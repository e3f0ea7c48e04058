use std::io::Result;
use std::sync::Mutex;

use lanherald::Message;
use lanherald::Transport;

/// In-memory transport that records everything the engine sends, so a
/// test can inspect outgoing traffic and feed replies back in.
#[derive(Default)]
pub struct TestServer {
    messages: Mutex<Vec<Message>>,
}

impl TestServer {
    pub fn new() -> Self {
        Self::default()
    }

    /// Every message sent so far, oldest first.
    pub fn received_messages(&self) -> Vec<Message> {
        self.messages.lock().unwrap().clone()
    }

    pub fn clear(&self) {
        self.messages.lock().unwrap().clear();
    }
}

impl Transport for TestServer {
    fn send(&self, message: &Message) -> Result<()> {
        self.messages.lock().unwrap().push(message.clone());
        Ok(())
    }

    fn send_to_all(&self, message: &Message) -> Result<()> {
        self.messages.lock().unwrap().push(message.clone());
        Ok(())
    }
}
==
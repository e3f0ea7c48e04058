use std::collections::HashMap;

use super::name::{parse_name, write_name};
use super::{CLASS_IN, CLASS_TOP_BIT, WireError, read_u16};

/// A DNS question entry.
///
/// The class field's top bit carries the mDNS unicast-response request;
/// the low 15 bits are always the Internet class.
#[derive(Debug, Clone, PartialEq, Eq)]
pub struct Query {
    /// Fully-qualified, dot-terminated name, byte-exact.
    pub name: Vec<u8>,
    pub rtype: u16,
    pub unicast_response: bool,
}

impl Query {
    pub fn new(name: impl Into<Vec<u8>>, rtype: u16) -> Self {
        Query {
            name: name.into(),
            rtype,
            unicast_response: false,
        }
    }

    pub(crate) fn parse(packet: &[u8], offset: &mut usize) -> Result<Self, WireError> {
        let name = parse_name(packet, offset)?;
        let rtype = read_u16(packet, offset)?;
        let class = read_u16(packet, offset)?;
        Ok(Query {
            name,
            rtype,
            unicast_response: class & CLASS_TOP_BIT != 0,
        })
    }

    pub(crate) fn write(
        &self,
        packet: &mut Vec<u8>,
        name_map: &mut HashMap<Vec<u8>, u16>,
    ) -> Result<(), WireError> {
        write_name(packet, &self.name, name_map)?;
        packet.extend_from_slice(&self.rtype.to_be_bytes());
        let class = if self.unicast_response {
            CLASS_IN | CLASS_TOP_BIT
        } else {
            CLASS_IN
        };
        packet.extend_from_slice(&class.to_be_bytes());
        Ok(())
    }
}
==
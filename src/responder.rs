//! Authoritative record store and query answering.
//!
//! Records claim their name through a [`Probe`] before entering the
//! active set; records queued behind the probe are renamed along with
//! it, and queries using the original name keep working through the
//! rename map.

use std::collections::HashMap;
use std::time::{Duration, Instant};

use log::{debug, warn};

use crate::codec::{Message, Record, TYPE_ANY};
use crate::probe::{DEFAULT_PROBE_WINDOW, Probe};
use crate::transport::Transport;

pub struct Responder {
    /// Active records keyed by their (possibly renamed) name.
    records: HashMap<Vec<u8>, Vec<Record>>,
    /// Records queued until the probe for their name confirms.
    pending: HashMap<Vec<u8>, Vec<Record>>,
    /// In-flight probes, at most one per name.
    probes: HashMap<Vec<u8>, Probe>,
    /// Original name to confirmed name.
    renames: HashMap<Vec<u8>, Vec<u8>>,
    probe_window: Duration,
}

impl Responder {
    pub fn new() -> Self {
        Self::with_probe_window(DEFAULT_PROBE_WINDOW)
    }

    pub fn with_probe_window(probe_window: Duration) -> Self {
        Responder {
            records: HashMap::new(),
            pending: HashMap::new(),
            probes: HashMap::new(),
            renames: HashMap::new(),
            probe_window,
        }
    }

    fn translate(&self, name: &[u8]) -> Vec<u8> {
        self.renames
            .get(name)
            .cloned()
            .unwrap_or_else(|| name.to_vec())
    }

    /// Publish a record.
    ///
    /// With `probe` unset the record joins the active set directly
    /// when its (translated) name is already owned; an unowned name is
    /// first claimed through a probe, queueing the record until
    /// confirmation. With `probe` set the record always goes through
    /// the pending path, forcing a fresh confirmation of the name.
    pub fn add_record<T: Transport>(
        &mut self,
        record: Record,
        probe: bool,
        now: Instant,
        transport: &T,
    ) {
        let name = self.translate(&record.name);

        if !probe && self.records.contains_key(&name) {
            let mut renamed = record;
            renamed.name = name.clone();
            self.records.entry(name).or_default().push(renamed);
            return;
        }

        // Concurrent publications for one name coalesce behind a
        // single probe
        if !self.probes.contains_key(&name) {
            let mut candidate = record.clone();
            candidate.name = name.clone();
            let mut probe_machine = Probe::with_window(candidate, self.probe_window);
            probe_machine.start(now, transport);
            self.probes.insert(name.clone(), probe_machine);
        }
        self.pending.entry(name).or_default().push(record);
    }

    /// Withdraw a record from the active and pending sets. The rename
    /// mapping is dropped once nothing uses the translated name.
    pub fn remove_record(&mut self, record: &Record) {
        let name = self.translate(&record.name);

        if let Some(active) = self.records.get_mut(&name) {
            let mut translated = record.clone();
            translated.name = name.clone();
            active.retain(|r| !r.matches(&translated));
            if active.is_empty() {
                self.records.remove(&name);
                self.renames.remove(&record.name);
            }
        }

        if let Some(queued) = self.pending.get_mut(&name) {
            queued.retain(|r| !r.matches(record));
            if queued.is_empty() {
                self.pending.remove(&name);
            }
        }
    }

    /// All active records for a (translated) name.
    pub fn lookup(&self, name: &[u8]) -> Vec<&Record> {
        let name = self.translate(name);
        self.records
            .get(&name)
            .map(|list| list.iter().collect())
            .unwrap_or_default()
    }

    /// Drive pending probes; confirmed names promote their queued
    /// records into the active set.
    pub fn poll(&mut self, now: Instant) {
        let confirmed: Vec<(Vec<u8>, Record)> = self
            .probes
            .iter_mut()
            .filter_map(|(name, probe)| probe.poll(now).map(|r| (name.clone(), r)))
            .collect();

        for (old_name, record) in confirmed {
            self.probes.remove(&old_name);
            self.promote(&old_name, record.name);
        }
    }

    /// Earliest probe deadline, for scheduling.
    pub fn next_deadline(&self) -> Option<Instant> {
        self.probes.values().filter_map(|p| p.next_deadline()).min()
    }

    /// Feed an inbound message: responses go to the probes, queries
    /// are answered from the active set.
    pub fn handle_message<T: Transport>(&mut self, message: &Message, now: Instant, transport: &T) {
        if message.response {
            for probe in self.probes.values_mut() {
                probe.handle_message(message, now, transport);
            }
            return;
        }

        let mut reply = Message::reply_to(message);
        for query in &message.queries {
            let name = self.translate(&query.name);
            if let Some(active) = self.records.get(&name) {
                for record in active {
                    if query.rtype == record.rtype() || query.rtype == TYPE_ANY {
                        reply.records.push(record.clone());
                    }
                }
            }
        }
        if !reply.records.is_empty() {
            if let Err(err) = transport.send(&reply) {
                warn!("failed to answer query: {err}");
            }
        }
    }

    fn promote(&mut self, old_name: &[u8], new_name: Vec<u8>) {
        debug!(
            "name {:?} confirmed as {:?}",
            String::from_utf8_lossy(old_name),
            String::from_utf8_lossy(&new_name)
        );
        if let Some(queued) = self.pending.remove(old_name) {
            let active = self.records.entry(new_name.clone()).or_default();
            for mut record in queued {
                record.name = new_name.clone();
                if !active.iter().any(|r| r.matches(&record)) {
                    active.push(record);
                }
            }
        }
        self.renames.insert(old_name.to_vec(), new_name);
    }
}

- _What is required_
For the word "always", return every line of the records that holds it.

- _Exercise solution_
/// the low 15 bits are always the Internet class.
    /// confirmation. With `probe` set the record always goes through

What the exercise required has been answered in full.